Postby Thesh » Wed Jun 15, 2016 12:55 am UTC

troyp wrote:
jestingrabbit wrote:Nice choice of modula arithmetic Java. Zero out of ten. Go back and get it right this time...

IIRC, Java's integer division is sensible enough, it's just quot-rem division rather than div-mod. The real issue is that most languages don't have both (although I guess div-mod would be preferable if there's only one).

I don't think there's really any standard meaning of the / and % operators with negative operands apart from a==(a/b)b+(a%b)

Python's operators seem particularly bizarre to me...

Code: Select all

In [1]: (-7)//(2), (-7)%(2)
Out[1]: (-4, 1)

In [2]: (7)//(-2), (7)%(-2)
Out[2]: (-4, -1)

In [3]: (-7)//(-2), (-7)%(-2)
Out[3]: (3, -1)
The only rhyme or reason here seems to be sgn(a%b)==sgn(b). But what's the point of that?

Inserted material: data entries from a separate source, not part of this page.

//! Per-route, TTL-gated, atomically-swapped config snapshot cache.
//!
//! Keyed by `(route_id, path)` rather than a shared global, so two routes
//! pointing at two different whitelist files never see each other's state --
//! the bug this replaces was exactly that cross-route interference.

use moka::future::Cache;
use serde::de::DeserializeOwned;
use std::path::{Path, PathBuf};
use std::sync::Arc;
use std::time::{Duration, Instant};
use tracing::warn;

/// A deserializable raw config shape plus the processing step that turns it
/// into the immutable snapshot type consumers actually use.
pub trait ConfigSnapshot: Send + Sync + Sized + 'static {
    type Raw: DeserializeOwned;

    fn process(raw: Self::Raw) -> Self;
}

struct Entry<T> {
    snapshot: Arc<T>,
    loaded_at: Instant,
}

impl<T> Clone for Entry<T> {
    fn clone(&self) -> Self {
        Self {
            snapshot: self.snapshot.clone(),
            loaded_at: self.loaded_at,
        }
    }
}

/// Reads `path`, trying JSON first and falling back to YAML -- "JSON
/// preferred when both exist side-by-side" (spec.md 4.2/6).
async fn read_and_parse<T: ConfigSnapshot>(path: &Path) -> anyhow::Result<T> {
    let bytes = tokio::fs::read(path).await?;

    let raw = match serde_json::from_slice::<T::Raw>(&bytes) {
        Ok(raw) => raw,
        Err(json_err) => serde_yaml::from_slice::<T::Raw>(&bytes)
            .map_err(|yaml_err| anyhow::anyhow!("invalid config {}: json error: {json_err}; yaml error: {yaml_err}", path.display()))?,
    };

    Ok(T::process(raw))
}

/// A single-content-kind cache (whitelist, or CU pricing). `ttl == 0`
/// disables caching entirely -- every `load` re-reads from disk.
pub struct ConfigStore<T: ConfigSnapshot> {
    cache: Cache<(String, PathBuf), Entry<T>>,
}

impl<T: ConfigSnapshot> Default for ConfigStore<T> {
    fn default() -> Self {
        Self {
            cache: Cache::builder().build(),
        }
    }
}

impl<T: ConfigSnapshot> ConfigStore<T> {
    pub fn new() -> Self {
        Self::default()
    }

    /// Returns the cached snapshot if `now - loaded_at < ttl`, else reloads
    /// from disk. A failed reload logs and returns the stale snapshot if one
    /// exists rather than ever returning a partially parsed one.
    pub async fn load(
        &self,
        route_id: &str,
        path: &Path,
        ttl: Duration,
        force_reload: bool,
    ) -> anyhow::Result<Arc<T>> {
        let key = (route_id.to_string(), path.to_path_buf());

        if !force_reload && !ttl.is_zero() {
            if let Some(entry) = self.cache.get(&key).await {
                if entry.loaded_at.elapsed() < ttl {
                    return Ok(entry.snapshot);
                }
            }
        }

        match read_and_parse::<T>(path).await {
            Ok(snapshot) => {
                let entry = Entry {
                    snapshot: Arc::new(snapshot),
                    loaded_at: Instant::now(),
                };
                self.cache.insert(key, entry.clone()).await;
                Ok(entry.snapshot)
            }
            Err(err) => {
                if let Some(stale) = self.cache.get(&key).await {
                    warn!(path = %path.display(), error = %err, "config reload failed, serving stale snapshot");
                    Ok(stale.snapshot)
                } else {
                    Err(err)
                }
            }
        }
    }

    pub fn clear(&self) {
        self.cache.invalidate_all();
    }
}
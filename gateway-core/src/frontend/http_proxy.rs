//! HTTP entry point: resolves the route, authenticates the caller, and
//! hands everything else to `GatewayApp::handle_http_rpc`.

use std::borrow::Cow;
use std::sync::Arc;

use axum::extract::{Path, State};
use axum::http::{HeaderMap, StatusCode};
use axum::response::{IntoResponse, Response};
use axum_client_ip::ClientIp;
use bytes::Bytes;

use crate::app::GatewayApp;
use crate::errors::GatewayError;

pub async fn proxy_rpc(
    State(app): State<Arc<GatewayApp>>,
    Path(route_id): Path<String>,
    ClientIp(client_ip): ClientIp,
    headers: HeaderMap,
    body: Bytes,
) -> Response {
    let Some(route) = app.route(&route_id).cloned() else {
        return (StatusCode::NOT_FOUND, "unknown route").into_response();
    };

    let consumer = match app.authenticator.authenticate(&headers, client_ip).await {
        Ok(consumer) => consumer,
        Err(rejection) => return rejection.into_response(),
    };

    let host = headers
        .get(axum::http::header::HOST)
        .and_then(|v| v.to_str().ok())
        .unwrap_or("");

    if body.len() > crate::jsonrpc::MAX_BODY_BYTES {
        return GatewayError::JsonRpcParse {
            code: -32600,
            message: Cow::Borrowed("body too large"),
            id: crate::jsonrpc::JsonRpcId::null(),
        }
        .into_response();
    }

    app.handle_http_rpc(&route, consumer, client_ip, host, body).await
}
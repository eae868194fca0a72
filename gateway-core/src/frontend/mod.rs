//! HTTP and WebSocket entry points. Everything past admission control lives
//! in `app::GatewayApp`; these modules only adapt axum's extractors to it.

pub mod errors;
pub mod http_proxy;
pub mod websocket_proxy;
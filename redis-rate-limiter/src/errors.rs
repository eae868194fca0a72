pub use bb8::ErrorSink as Bb8ErrorSync;
pub use redis::RedisError;

use tracing::warn;

/// Sunk into the bb8 pool so connection errors are logged instead of panicking.
#[derive(Debug, Clone)]
pub struct RedisErrorSink;

impl Bb8ErrorSync<RedisError> for RedisErrorSink {
    fn sink(&self, err: RedisError) {
        warn!(?err, "redis pool error");
    }

    fn boxed_clone(&self) -> Box<dyn Bb8ErrorSync<RedisError>> {
        Box::new(self.clone())
    }
}
//! Per-endpoint circuit breaker guarding Redis calls.
//!
//! One state machine per `host:port`, mutated under a short-held lock.
//! Mirrors the classic closed -> open -> half_open -> closed cycle; nothing
//! here is Redis-specific, `execute` just wraps an arbitrary fallible future.

use dashmap::DashMap;
use parking_lot::Mutex;
use std::time::{Duration, Instant};
use tracing::{trace, warn};

#[derive(Debug, Clone, Copy, PartialEq, Eq)]
pub enum CircuitState {
    Closed,
    Open,
    HalfOpen,
}

#[derive(Debug, Clone, Copy)]
pub struct CircuitBreakerConfig {
    pub failure_threshold: u32,
    pub success_threshold: u32,
    pub timeout: Duration,
    pub failure_window: Duration,
    pub half_open_max_calls: u32,
}

impl Default for CircuitBreakerConfig {
    fn default() -> Self {
        Self {
            failure_threshold: 5,
            success_threshold: 2,
            timeout: Duration::from_secs(30),
            failure_window: Duration::from_secs(60),
            half_open_max_calls: 3,
        }
    }
}

struct EndpointState {
    circuit: CircuitState,
    failure_count: u32,
    success_count: u32,
    window_start: Option<Instant>,
    last_failure: Option<Instant>,
    half_open_in_flight: u32,
}

impl Default for EndpointState {
    fn default() -> Self {
        Self {
            circuit: CircuitState::Closed,
            failure_count: 0,
            success_count: 0,
            window_start: None,
            last_failure: None,
            half_open_in_flight: 0,
        }
    }
}

/// Result of asking the breaker to run an operation. `Blocked` means the
/// breaker never attempted `op`; the caller decides whether that is a
/// fail-open "proceed anyway" or a fail-closed rejection.
pub enum CircuitOutcome<T, E> {
    Allowed(Result<T, E>),
    Blocked,
}

pub struct CircuitBreaker {
    config: CircuitBreakerConfig,
    endpoints: DashMap<String, Mutex<EndpointState>>,
}

impl CircuitBreaker {
    pub fn new(config: CircuitBreakerConfig) -> Self {
        Self {
            config,
            endpoints: DashMap::new(),
        }
    }

    fn allow_request(&self, endpoint: &str) -> bool {
        let guard = self
            .endpoints
            .entry(endpoint.to_string())
            .or_insert_with(|| Mutex::new(EndpointState::default()));
        let mut state = guard.lock();

        match state.circuit {
            CircuitState::Closed => true,
            CircuitState::Open => {
                let expired = state
                    .last_failure
                    .map(|t| t.elapsed() >= self.config.timeout)
                    .unwrap_or(true);
                if expired {
                    trace!(endpoint, "circuit half-opening");
                    state.circuit = CircuitState::HalfOpen;
                    state.success_count = 0;
                    state.half_open_in_flight = 1;
                    true
                } else {
                    false
                }
            }
            CircuitState::HalfOpen => {
                if state.half_open_in_flight >= self.config.half_open_max_calls {
                    false
                } else {
                    state.half_open_in_flight += 1;
                    true
                }
            }
        }
    }

    fn record_success(&self, endpoint: &str) {
        if let Some(guard) = self.endpoints.get(endpoint) {
            let mut state = guard.lock();
            match state.circuit {
                CircuitState::HalfOpen => {
                    state.half_open_in_flight = state.half_open_in_flight.saturating_sub(1);
                    state.success_count += 1;
                    if state.success_count >= self.config.success_threshold {
                        trace!(endpoint, "circuit closed");
                        state.circuit = CircuitState::Closed;
                        state.failure_count = 0;
                        state.success_count = 0;
                        state.window_start = None;
                    }
                }
                CircuitState::Closed => {
                    state.failure_count = 0;
                }
                CircuitState::Open => {}
            }
        }
    }

    fn record_failure(&self, endpoint: &str) {
        let guard = self
            .endpoints
            .entry(endpoint.to_string())
            .or_insert_with(|| Mutex::new(EndpointState::default()));
        let mut state = guard.lock();
        let now = Instant::now();

        match state.circuit {
            CircuitState::HalfOpen => {
                warn!(endpoint, "circuit reopened, half-open probe failed");
                state.circuit = CircuitState::Open;
                state.last_failure = Some(now);
                state.half_open_in_flight = 0;
                state.failure_count = 0;
                state.success_count = 0;
            }
            CircuitState::Closed => {
                let window_start = *state.window_start.get_or_insert(now);
                if now.duration_since(window_start) > self.config.failure_window {
                    state.failure_count = 0;
                    state.window_start = Some(now);
                }
                state.failure_count += 1;
                state.last_failure = Some(now);
                if state.failure_count >= self.config.failure_threshold {
                    warn!(endpoint, failures = state.failure_count, "circuit opened");
                    state.circuit = CircuitState::Open;
                }
            }
            CircuitState::Open => {
                state.last_failure = Some(now);
            }
        }
    }

    pub fn state(&self, endpoint: &str) -> CircuitState {
        self.endpoints
            .get(endpoint)
            .map(|g| g.lock().circuit)
            .unwrap_or(CircuitState::Closed)
    }

    /// Run `op` if the breaker allows it, recording the outcome. Does not
    /// itself implement fail-open/fail-closed policy -- see spec.md 4.5.
    pub async fn execute<T, E, F, Fut>(&self, endpoint: &str, op: F) -> CircuitOutcome<T, E>
    where
        F: FnOnce() -> Fut,
        Fut: std::future::Future<Output = Result<T, E>>,
    {
        if !self.allow_request(endpoint) {
            return CircuitOutcome::Blocked;
        }

        match op().await {
            Ok(v) => {
                self.record_success(endpoint);
                CircuitOutcome::Allowed(Ok(v))
            }
            Err(e) => {
                self.record_failure(endpoint);
                CircuitOutcome::Allowed(Err(e))
            }
        }
    }
}

#[cfg(test)]
mod tests {
    use super::*;

    #[tokio::test]
    async fn opens_after_threshold_failures() {
        let breaker = CircuitBreaker::new(CircuitBreakerConfig {
            failure_threshold: 2,
            ..CircuitBreakerConfig::default()
        });

        for _ in 0..2 {
            let outcome = breaker
                .execute("redis:6379", || async { Err::<(), _>("boom") })
                .await;
            assert!(matches!(outcome, CircuitOutcome::Allowed(Err(_))));
        }

        assert_eq!(breaker.state("redis:6379"), CircuitState::Open);

        let outcome = breaker
            .execute("redis:6379", || async { Ok::<_, &str>(()) })
            .await;
        assert!(matches!(outcome, CircuitOutcome::Blocked));
    }

    #[tokio::test]
    async fn half_open_closes_after_success_threshold() {
        let breaker = CircuitBreaker::new(CircuitBreakerConfig {
            failure_threshold: 1,
            success_threshold: 2,
            timeout: Duration::from_millis(0),
            ..CircuitBreakerConfig::default()
        });

        let _ = breaker
            .execute("redis:6379", || async { Err::<(), _>("boom") })
            .await;
        assert_eq!(breaker.state("redis:6379"), CircuitState::Open);

        for _ in 0..2 {
            let outcome = breaker
                .execute("redis:6379", || async { Ok::<_, &str>(()) })
                .await;
            assert!(matches!(outcome, CircuitOutcome::Allowed(Ok(()))));
        }

        assert_eq!(breaker.state("redis:6379"), CircuitState::Closed);
    }
}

That's by far the most sensible modulo operation, because subtraction wraps around just like addition when doing modular arithmetic.

q = a / b
r = a % b
a = q*b + r

Python integer division rounds towards negative infinity. So if you have 1/-2, the quotient is -1. So for 1 = (-1)*(-2) + r to be satisfied, r must be -1.
Last edited by Thesh on Wed Jun 15, 2016 1:02 am UTC, edited 1 time in total.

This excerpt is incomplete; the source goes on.